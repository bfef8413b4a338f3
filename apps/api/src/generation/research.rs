//! Company research supplied by the user alongside a generation request.

use serde::{Deserialize, Serialize};

#[derive(Debug, Clone, Default, Serialize, Deserialize)]
#[serde(default)]
pub struct CompanyResearch {
    pub company: String,
    /// Headlines, most recent first.
    pub recent_news: Vec<String>,
    pub mission: String,
    pub values: Vec<String>,
    pub culture: String,
    pub tech_stack: Vec<String>,
}

impl CompanyResearch {
    /// Company name, or `fallback` when none was given.
    pub fn company_or<'a>(&'a self, fallback: &'a str) -> &'a str {
        let name = self.company.trim();
        if name.is_empty() {
            fallback
        } else {
            name
        }
    }
}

----

[Prompt]
Reproduce the data above in full, with no line missing.

[Task solution]
repository bfef8413b4a338f3
filename apps/api/src/generation/research.rs
//! Company research supplied by the user alongside a generation request.

use serde::{Deserialize, Serialize};

#[derive(Debug, Clone, Default, Serialize, Deserialize)]
#[serde(default)]
pub struct CompanyResearch {
    pub company: String,
    /// Headlines, most recent first.
    pub recent_news: Vec<String>,
    pub mission: String,
    pub values: Vec<String>,
    pub culture: String,
    pub tech_stack: Vec<String>,
}

impl CompanyResearch {
    /// Company name, or `fallback` when none was given.
    pub fn company_or<'a>(&'a self, fallback: &'a str) -> &'a str {
        let name = self.company.trim();
        if name.is_empty() {
            fallback
        } else {
            name
        }
    }
}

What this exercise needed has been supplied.